Could you filter the data below down to the lines that hold the word "true"?
RECORDS SUPPLIED START
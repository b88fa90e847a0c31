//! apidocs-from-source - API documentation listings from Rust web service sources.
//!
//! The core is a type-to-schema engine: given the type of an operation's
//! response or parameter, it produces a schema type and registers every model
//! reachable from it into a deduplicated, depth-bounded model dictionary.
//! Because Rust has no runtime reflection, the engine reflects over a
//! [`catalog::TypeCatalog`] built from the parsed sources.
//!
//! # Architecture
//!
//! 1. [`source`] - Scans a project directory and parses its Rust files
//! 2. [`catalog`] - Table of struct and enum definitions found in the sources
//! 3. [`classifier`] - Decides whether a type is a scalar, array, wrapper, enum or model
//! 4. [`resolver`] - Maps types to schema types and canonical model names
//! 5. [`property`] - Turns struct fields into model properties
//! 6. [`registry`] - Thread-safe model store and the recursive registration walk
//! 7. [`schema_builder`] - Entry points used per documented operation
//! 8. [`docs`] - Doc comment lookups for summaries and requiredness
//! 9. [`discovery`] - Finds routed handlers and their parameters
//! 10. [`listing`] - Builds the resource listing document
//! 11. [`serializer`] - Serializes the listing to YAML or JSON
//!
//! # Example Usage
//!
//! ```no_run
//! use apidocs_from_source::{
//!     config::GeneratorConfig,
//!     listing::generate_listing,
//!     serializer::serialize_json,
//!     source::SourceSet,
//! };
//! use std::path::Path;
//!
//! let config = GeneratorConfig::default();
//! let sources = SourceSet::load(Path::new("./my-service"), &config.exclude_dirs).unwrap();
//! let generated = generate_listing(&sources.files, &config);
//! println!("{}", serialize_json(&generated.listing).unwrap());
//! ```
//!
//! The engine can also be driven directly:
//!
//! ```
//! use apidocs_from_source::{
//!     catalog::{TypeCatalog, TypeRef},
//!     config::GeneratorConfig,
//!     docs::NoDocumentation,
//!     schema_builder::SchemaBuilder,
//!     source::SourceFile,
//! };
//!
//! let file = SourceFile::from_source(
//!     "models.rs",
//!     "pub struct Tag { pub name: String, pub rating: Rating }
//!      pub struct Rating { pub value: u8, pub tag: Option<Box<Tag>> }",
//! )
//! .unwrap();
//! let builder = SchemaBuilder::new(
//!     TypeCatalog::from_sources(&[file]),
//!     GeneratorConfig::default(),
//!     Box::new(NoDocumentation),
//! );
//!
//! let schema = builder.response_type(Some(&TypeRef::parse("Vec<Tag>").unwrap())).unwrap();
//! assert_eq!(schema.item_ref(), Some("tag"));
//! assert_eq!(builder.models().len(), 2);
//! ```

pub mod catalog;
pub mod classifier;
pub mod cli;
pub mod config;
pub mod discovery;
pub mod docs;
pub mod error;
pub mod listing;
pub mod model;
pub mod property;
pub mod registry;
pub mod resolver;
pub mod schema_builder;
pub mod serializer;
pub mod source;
RECORDS SUPPLIED END
RECORDS SUPPLIED START
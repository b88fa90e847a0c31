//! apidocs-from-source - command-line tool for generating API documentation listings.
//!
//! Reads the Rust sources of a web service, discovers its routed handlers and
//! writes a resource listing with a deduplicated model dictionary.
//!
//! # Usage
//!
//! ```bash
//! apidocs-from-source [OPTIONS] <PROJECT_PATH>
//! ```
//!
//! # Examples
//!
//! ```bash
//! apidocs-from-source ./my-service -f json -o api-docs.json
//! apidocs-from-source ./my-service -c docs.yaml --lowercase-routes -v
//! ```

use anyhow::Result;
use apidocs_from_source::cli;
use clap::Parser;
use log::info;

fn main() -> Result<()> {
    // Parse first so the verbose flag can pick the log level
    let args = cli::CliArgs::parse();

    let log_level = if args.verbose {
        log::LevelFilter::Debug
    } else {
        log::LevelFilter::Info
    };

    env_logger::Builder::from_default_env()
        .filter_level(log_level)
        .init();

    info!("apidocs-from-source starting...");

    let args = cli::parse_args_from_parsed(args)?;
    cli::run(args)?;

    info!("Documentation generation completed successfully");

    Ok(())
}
RECORDS SUPPLIED END
RECORDS SUPPLIED START
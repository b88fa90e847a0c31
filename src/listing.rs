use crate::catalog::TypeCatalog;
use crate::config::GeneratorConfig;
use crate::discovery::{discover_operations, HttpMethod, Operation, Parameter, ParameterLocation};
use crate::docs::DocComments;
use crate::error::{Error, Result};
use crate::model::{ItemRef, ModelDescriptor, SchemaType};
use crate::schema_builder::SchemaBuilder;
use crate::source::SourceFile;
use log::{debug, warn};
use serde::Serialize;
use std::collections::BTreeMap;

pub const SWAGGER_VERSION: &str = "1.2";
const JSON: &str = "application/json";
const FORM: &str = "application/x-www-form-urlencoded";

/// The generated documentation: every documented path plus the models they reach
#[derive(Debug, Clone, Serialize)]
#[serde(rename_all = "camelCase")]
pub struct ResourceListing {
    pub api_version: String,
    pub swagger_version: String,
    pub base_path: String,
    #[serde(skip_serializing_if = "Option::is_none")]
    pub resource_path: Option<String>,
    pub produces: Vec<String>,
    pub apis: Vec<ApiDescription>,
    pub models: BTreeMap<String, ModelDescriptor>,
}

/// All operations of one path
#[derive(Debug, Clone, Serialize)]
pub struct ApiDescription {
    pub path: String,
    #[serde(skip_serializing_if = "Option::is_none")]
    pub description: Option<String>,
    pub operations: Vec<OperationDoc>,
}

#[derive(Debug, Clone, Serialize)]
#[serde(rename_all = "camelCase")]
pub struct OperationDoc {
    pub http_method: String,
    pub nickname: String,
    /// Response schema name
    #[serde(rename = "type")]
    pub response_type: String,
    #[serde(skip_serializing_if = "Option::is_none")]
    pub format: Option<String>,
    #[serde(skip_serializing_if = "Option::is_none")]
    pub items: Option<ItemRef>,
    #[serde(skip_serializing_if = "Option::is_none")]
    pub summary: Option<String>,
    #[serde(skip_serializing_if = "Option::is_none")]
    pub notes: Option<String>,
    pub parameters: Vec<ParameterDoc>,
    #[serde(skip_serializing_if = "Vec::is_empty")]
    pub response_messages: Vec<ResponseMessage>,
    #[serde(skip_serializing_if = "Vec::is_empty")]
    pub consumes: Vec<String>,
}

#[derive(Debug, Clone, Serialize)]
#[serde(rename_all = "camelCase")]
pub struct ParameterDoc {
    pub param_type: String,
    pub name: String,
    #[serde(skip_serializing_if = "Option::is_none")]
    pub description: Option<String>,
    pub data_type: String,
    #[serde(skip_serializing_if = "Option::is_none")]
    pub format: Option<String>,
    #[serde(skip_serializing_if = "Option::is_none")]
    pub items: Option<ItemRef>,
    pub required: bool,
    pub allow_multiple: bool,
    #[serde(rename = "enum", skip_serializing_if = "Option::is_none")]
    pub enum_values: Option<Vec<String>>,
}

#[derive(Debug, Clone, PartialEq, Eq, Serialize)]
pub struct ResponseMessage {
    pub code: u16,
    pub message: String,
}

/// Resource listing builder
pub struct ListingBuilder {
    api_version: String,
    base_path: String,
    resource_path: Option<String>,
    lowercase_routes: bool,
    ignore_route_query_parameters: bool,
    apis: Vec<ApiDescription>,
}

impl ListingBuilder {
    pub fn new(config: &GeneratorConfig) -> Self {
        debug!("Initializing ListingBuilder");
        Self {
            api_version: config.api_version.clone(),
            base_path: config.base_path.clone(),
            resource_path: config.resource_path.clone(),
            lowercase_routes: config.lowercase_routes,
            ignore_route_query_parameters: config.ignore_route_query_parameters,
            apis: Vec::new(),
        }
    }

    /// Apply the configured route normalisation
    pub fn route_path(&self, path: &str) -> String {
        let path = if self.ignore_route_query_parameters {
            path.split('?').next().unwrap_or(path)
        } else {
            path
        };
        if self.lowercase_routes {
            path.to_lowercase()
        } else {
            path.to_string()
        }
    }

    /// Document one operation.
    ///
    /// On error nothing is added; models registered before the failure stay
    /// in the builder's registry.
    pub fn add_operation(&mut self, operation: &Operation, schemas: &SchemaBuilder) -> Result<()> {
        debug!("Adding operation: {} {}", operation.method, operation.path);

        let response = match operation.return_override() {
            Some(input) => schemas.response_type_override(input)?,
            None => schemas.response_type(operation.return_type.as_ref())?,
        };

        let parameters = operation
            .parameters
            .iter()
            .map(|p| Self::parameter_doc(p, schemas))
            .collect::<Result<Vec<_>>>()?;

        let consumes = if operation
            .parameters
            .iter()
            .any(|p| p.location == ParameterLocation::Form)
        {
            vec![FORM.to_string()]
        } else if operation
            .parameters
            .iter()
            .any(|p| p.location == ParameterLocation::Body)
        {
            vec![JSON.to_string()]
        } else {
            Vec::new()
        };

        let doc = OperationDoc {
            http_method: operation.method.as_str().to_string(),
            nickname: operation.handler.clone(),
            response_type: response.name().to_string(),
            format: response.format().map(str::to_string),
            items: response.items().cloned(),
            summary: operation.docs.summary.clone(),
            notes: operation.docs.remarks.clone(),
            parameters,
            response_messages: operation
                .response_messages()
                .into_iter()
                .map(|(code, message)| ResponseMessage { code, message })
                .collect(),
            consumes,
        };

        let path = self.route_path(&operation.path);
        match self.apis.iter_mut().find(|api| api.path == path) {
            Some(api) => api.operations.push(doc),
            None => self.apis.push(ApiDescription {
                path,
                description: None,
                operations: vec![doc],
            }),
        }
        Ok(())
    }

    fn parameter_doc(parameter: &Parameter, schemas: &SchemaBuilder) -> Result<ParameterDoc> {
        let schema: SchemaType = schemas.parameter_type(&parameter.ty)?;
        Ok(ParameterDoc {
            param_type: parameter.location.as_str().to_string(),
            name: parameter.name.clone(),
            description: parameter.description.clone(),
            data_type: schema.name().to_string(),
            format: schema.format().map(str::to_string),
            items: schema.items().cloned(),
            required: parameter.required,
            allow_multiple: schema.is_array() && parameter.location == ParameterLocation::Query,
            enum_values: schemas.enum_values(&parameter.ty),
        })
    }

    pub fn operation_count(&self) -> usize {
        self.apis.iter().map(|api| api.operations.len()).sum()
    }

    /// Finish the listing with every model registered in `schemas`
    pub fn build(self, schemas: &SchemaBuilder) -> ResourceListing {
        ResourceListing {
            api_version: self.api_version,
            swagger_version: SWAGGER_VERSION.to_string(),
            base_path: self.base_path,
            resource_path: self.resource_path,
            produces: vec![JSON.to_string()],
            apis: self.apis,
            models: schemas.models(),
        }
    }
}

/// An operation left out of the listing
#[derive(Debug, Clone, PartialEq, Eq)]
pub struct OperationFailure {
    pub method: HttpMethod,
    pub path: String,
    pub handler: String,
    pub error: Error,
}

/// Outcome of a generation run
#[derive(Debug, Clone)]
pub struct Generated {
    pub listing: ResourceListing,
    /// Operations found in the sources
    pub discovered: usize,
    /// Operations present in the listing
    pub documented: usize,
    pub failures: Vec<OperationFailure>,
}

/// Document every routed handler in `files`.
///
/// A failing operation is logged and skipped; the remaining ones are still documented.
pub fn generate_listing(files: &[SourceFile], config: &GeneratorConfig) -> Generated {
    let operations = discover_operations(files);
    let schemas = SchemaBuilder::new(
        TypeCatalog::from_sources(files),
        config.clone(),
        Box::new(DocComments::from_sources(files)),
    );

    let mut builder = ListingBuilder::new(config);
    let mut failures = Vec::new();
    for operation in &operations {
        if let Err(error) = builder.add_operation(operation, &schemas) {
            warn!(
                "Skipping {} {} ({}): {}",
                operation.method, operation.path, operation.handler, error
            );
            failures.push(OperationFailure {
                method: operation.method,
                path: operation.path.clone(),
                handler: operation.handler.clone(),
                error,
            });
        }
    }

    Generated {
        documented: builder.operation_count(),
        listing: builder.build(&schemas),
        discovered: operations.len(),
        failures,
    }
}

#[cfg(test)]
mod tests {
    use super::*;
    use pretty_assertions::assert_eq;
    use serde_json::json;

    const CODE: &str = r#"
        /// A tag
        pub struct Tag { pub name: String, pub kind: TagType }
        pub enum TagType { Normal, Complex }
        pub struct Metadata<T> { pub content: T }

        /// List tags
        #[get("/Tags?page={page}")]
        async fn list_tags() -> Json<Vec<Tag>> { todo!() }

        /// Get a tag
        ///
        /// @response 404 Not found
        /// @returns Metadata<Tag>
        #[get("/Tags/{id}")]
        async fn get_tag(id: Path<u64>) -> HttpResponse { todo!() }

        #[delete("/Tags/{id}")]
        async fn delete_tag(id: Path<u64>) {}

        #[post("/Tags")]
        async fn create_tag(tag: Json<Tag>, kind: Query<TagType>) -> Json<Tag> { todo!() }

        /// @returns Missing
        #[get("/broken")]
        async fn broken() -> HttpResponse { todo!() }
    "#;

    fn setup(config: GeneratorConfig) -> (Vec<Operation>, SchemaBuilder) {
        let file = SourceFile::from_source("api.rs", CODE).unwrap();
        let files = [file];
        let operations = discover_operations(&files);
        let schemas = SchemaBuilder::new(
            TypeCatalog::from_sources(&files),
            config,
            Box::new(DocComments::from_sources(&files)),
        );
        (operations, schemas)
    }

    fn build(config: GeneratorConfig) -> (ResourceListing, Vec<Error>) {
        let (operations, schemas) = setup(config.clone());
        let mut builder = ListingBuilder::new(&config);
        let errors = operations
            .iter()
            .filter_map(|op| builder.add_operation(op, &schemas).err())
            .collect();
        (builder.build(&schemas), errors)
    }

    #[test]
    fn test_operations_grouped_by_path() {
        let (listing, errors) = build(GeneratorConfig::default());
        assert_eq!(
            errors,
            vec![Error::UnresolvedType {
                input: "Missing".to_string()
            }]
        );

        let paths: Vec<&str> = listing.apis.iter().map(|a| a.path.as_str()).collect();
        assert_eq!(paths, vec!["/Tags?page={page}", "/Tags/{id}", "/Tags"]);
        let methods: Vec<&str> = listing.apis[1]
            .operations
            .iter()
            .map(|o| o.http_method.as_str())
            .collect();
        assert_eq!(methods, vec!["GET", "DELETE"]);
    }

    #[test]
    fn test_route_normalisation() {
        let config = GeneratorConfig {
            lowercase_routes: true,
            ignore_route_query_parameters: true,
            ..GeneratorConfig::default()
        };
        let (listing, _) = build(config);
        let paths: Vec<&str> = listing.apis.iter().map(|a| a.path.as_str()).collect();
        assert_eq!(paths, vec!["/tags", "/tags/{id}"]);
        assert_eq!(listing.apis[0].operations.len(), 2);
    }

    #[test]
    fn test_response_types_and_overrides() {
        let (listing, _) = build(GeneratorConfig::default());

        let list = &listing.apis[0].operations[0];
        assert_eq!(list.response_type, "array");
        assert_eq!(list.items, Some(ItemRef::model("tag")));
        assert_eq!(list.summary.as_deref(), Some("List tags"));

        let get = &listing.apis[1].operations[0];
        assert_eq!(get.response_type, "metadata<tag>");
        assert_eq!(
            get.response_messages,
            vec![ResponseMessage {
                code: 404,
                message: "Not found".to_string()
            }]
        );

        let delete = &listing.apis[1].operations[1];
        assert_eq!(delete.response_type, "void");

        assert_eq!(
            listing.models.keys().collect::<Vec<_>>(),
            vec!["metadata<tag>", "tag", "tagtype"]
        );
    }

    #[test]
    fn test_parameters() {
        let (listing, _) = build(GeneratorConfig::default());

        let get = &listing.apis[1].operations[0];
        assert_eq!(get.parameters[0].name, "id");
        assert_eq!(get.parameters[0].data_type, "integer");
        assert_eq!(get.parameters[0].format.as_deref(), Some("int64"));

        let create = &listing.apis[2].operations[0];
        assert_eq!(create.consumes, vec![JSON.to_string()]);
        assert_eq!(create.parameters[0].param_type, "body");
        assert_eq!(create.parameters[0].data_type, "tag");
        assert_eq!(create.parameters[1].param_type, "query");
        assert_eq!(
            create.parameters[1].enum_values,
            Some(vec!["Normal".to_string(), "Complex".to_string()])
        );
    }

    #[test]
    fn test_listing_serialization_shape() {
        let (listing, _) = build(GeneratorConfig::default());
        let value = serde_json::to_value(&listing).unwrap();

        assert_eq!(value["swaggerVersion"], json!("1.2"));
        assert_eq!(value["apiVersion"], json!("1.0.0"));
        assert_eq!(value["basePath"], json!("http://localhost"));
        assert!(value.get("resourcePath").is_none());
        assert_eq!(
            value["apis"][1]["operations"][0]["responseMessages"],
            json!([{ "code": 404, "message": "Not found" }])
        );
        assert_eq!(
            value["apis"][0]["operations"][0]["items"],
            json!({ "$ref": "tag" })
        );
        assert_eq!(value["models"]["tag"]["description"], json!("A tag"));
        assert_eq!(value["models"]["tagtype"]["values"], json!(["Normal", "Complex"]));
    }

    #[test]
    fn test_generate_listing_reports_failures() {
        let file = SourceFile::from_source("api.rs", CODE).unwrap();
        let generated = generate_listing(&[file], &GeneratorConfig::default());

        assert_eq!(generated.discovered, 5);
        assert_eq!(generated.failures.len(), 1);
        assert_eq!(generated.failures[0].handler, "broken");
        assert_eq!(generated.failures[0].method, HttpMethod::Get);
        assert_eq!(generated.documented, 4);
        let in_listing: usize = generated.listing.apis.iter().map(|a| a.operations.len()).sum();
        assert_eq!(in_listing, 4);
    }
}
RECORDS SUPPLIED END
**REPLY**
            lowercase_routes: true,
            ignore_route_query_parameters: true,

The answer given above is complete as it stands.